“Mommy, I learned how to do a switch 720 pretzel today on an Urban,” Brevitt said to me as I drove him home from a day of training with the Aspen Valley Ski Club in the half-pipe. He looked over at me, as he often does, to see if my face registered any recognition. “I sound like I’m speaking Gibberish, don’t I?” He asked with a smile. “Walk me through it,” I asked.
As he broke the trick down for me I thought of the wedding tribute I had watched on YouTube celebrating the marriage of Rory and the recently passed twenty-nine year old Canadian free skier, Sarah Burke. Quoted by ESPN as being, “A trailblazer for free style skiing,” Sarah was a four time Winter X Games Gold Medalist who pushed the X Games to include women’s skiing slope stye, which they added in 2009. She was a woman with a beautiful smile who the boys admired for her perseverance and devotion to the sport.

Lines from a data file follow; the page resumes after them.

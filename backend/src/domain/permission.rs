//! Composable authorization predicates.
//!
//! A [`PermissionRule`] either allows, denies, or raises a typed denial
//! reason. Rules AND-compose inside a group; an endpoint's
//! [`PermissionPolicy`] OR-combines its groups with an explicit `any_of`
//! combinator, evaluated left-to-right with short-circuit on the first
//! satisfied group. Rules hold no mutable state, so one policy instance is
//! shared across all requests to an endpoint.

use std::sync::Arc;

use crate::domain::error::ApiError;
use crate::domain::{Account, RequestContext};

/// Authorization predicate over the resolved identity and request context.
pub trait PermissionRule: Send + Sync {
    /// `Ok(true)` allows, `Ok(false)` denies generically, `Err` denies with
    /// a specific user-facing reason.
    fn check(&self, identity: Option<&Account>, ctx: &RequestContext) -> Result<bool, ApiError>;
}

/// AND-combined rule group; part of a policy's OR chain.
pub type RuleGroup = Vec<Arc<dyn PermissionRule>>;

/// Ordered OR-combination of rule groups attached to an endpoint.
#[derive(Clone, Default)]
pub struct PermissionPolicy {
    groups: Vec<RuleGroup>,
}

impl PermissionPolicy {
    /// Policy with no groups: every caller is authorized.
    #[must_use]
    pub fn allow_any() -> Self {
        Self::default()
    }

    /// Policy with a single AND group.
    #[must_use]
    pub fn require(group: RuleGroup) -> Self {
        Self::any_of(vec![group])
    }

    /// Explicit OR-combinator over rule groups, evaluated left-to-right.
    #[must_use]
    pub fn any_of(groups: Vec<RuleGroup>) -> Self {
        Self { groups }
    }

    /// The standard login-required group: baseline access plus the
    /// forced-reset gate.
    #[must_use]
    pub fn login_required() -> Self {
        Self::require(vec![Arc::new(UserAccess), Arc::new(PasswordResetGate)])
    }

    /// Evaluate the policy for one request.
    ///
    /// Short-circuits on the first group whose rules all pass. When no group
    /// passes, the earliest typed error raised during evaluation is
    /// surfaced; if every group denied without raising, a generic
    /// permission denial is returned.
    pub fn evaluate(&self, ctx: &RequestContext) -> Result<(), ApiError> {
        if self.groups.is_empty() {
            return Ok(());
        }
        let mut first_error: Option<ApiError> = None;
        'groups: for group in &self.groups {
            for rule in group {
                match rule.check(ctx.identity.as_ref(), ctx) {
                    Ok(true) => {}
                    Ok(false) => continue 'groups,
                    Err(error) => {
                        first_error.get_or_insert(error);
                        continue 'groups;
                    }
                }
            }
            return Ok(());
        }
        Err(first_error.unwrap_or_else(ApiError::permission_denied))
    }
}

/// Baseline rule: an enabled, authenticated identity.
///
/// Anonymous callers and disabled accounts both map to the need-login code,
/// with distinct messages.
pub struct UserAccess;

impl PermissionRule for UserAccess {
    fn check(&self, identity: Option<&Account>, _ctx: &RequestContext) -> Result<bool, ApiError> {
        match identity {
            None => Err(ApiError::need_login()),
            Some(account) if !account.is_enabled() => Err(ApiError::account_disabled()),
            Some(_) => Ok(true),
        }
    }
}

/// Blocks accounts flagged for a forced password reset.
pub struct PasswordResetGate;

impl PermissionRule for PasswordResetGate {
    fn check(&self, identity: Option<&Account>, _ctx: &RequestContext) -> Result<bool, ApiError> {
        match identity {
            Some(account) if account.require_password_reset => {
                Err(ApiError::need_password_reset())
            }
            _ => Ok(true),
        }
    }
}

/// Baseline plus the elevated flag.
pub struct SuperUser;

impl PermissionRule for SuperUser {
    fn check(&self, identity: Option<&Account>, ctx: &RequestContext) -> Result<bool, ApiError> {
        UserAccess.check(identity, ctx)?;
        Ok(identity.is_some_and(|account| account.is_superuser))
    }
}

/// Baseline, not elevated, and restricted to safe/read methods.
pub struct ReadOnly;

impl PermissionRule for ReadOnly {
    fn check(&self, identity: Option<&Account>, ctx: &RequestContext) -> Result<bool, ApiError> {
        UserAccess.check(identity, ctx)?;
        Ok(identity.is_some_and(|account| !account.is_superuser) && ctx.is_safe_method())
    }
}
//! Runtime configuration.
//!
//! Everything is settable as a CLI flag or an environment variable; flags
//! win. Secrets default to obviously unusable values so a misconfigured
//! deployment fails loudly at login rather than silently sharing a key.

use std::net::SocketAddr;
use std::path::PathBuf;

use clap::Parser;

/// Command-line and environment configuration.
#[derive(Debug, Clone, Parser)]
#[command(name = "backend", about = "Generic API dispatch service")]
pub struct AppConfig {
    /// Socket address to bind.
    #[arg(long, env = "BIND_ADDR", default_value = "127.0.0.1:8000")]
    pub bind_addr: SocketAddr,

    /// Directory receiving the dated log files.
    #[arg(long, env = "LOG_DIR", default_value = "logs")]
    pub log_dir: PathBuf,

    /// Log filter directive, e.g. `info` or `info,backend=debug`.
    #[arg(long, env = "LOG_FILTER", default_value = "info")]
    pub log_filter: String,

    /// Mirror logs to stderr and expose unhandled fault detail.
    #[arg(long, env = "DEBUG", default_value_t = false)]
    pub debug: bool,

    /// HMAC secret signing bearer tokens.
    #[arg(long, env = "TOKEN_SECRET", default_value = "insecure-dev-secret")]
    pub token_secret: String,

    /// Bearer token lifetime in seconds.
    #[arg(long, env = "TOKEN_TTL", default_value_t = 24 * 60 * 60)]
    pub token_ttl: i64,

    /// Login name of the seeded administrator account.
    #[arg(long, env = "ADMIN_USERNAME", default_value = "admin")]
    pub admin_username: String,

    /// Initial password of the seeded administrator account.
    #[arg(long, env = "ADMIN_PASSWORD", default_value = "admin")]
    pub admin_password: String,
}

impl AppConfig {
    /// Parse from the process arguments and environment.
    #[must_use]
    pub fn load() -> Self {
        Self::parse()
    }
}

In the same two week span we lost three other skiers in Colorado. With temperatures ranging from freezing to balmy, and a few snowstorms tossed in, it’s not surprising. The snow conditions become unstable which is how we lost Keith Ames, killed after getting caught in an avalanche while skiing out of bounds on Burnt Mountain. But we can’t blame all of the accidents on the weather. Sarah was injured while training on a Superpipe and the other accidents also occurred from mishaps while skiing. Devastating reality checks reminding us that we are not invincible and that as much as we love to play hard outside, we must be aware of the risks involved.
When asked if it worries me that I have children who strive to reach higher heights in the terrain parks I say, “Hell Yeah it’s scary.” In fact, I am petrified that by living in the mountain town where the Winter X Games are hosted, extreme sports are beginning to be perceived as the norm. All Wade and I can do is to drill into the minds of our boys the importance of being focused, responsible, sensible, well rested and nourished and to place them in reputable clubs like AVSC to insure that they get professional coaches to drive the message home.

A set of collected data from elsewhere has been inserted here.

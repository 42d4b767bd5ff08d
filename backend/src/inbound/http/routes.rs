//! Route table.
//!
//! Each dispatcher endpoint mounts three patterns: the collection, the
//! record, and the record action. Every pattern accepts all verbs through a
//! catch-all route so unsupported methods still pass through the pipeline
//! and leave audit lines; the routing table inside the dispatcher is what
//! refuses them.

use actix_web::{web, HttpRequest, HttpResponse};

use crate::dispatch::{Operation, ResourceEndpoint};

use super::login;
use super::pipeline;
use super::state::AppState;

/// Mount the login handler and every endpoint in the state.
pub fn configure(cfg: &mut web::ServiceConfig, state: &AppState) {
    cfg.app_data(web::Data::new(state.clone()));
    cfg.service(web::resource(login::LOGIN_PATH).route(web::route().to(login::handle)));
    for endpoint in &state.endpoints {
        let base = format!("/{}", endpoint.name());
        cfg.service(
            web::resource(base.clone())
                .app_data(web::Data::from(endpoint.clone()))
                .route(web::route().to(collection)),
        );
        cfg.service(
            web::resource(format!("{base}/{{id}}"))
                .app_data(web::Data::from(endpoint.clone()))
                .route(web::route().to(record)),
        );
        cfg.service(
            web::resource(format!("{base}/{{id}}/{{action}}"))
                .app_data(web::Data::from(endpoint.clone()))
                .route(web::route().to(record_action)),
        );
    }
}

async fn collection(
    req: HttpRequest,
    state: web::Data<AppState>,
    endpoint: web::Data<ResourceEndpoint>,
    payload: web::Bytes,
) -> HttpResponse {
    let ctx = pipeline::accept(&req, &state).await;
    let routed = Operation::route(&ctx.method, None, None);
    pipeline::run(&endpoint, &state, &ctx, routed, &payload).await
}

async fn record(
    req: HttpRequest,
    state: web::Data<AppState>,
    endpoint: web::Data<ResourceEndpoint>,
    path: web::Path<String>,
    payload: web::Bytes,
) -> HttpResponse {
    let id = path.into_inner();
    let ctx = pipeline::accept(&req, &state).await;
    let routed = Operation::route(&ctx.method, Some(&id), None);
    pipeline::run(&endpoint, &state, &ctx, routed, &payload).await
}

async fn record_action(
    req: HttpRequest,
    state: web::Data<AppState>,
    endpoint: web::Data<ResourceEndpoint>,
    path: web::Path<(String, String)>,
    payload: web::Bytes,
) -> HttpResponse {
    let (id, action) = path.into_inner();
    let ctx = pipeline::accept(&req, &state).await;
    let routed = Operation::route(&ctx.method, Some(&id), Some(&action));
    pipeline::run(&endpoint, &state, &ctx, routed, &payload).await
}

I have written before about how I would prevent the boys from playing football if I could but what about hip hop where they spin on their heads without fully grasping how to protect their necks? The matter of the fact is that they are going to test their limits and get hurt regardless of how much I worry. When I was waiting in the car for Brevitt yesterday I heard a loud crash and looked up to see him flat on his back in a yard sale in the parking lot. He had made it through a day of training in the half-pipe but couldn’t get to the car without falling. Just yesterday morning Axel bent down to kiss Muki and cracked his neck landing him in bed for two days with muscle spasms. Young boys are actively careless and as much as I would love to dress them in full length padding every day, it’s just not cool.
When we were in Telluride a friend of Brevitt’s broke his back in a competition. Before the accident he had begun to create a video that he finished while laid up in bed. It was a bit too bizarre for me and I asked Brevitt to interpret the message. “It’s about how you need to appreciate life,” he said. I asked him if that included taking risks and he answered yes.
Most studies I have read back this point by emphasizing that children, not just boys, need to take risks and explore their independence.
An article on ezinearticles.com explains that young men need to be challenged and they need male role models to help push them to their limits:
“They need someone encouraging them to do better, try harder and reach farther away. A good male role model can teach a boy that doing better is possible each time. It takes persistence and hard work. It also demands proper encouragement and a relationship full of trust and respect to achieve that.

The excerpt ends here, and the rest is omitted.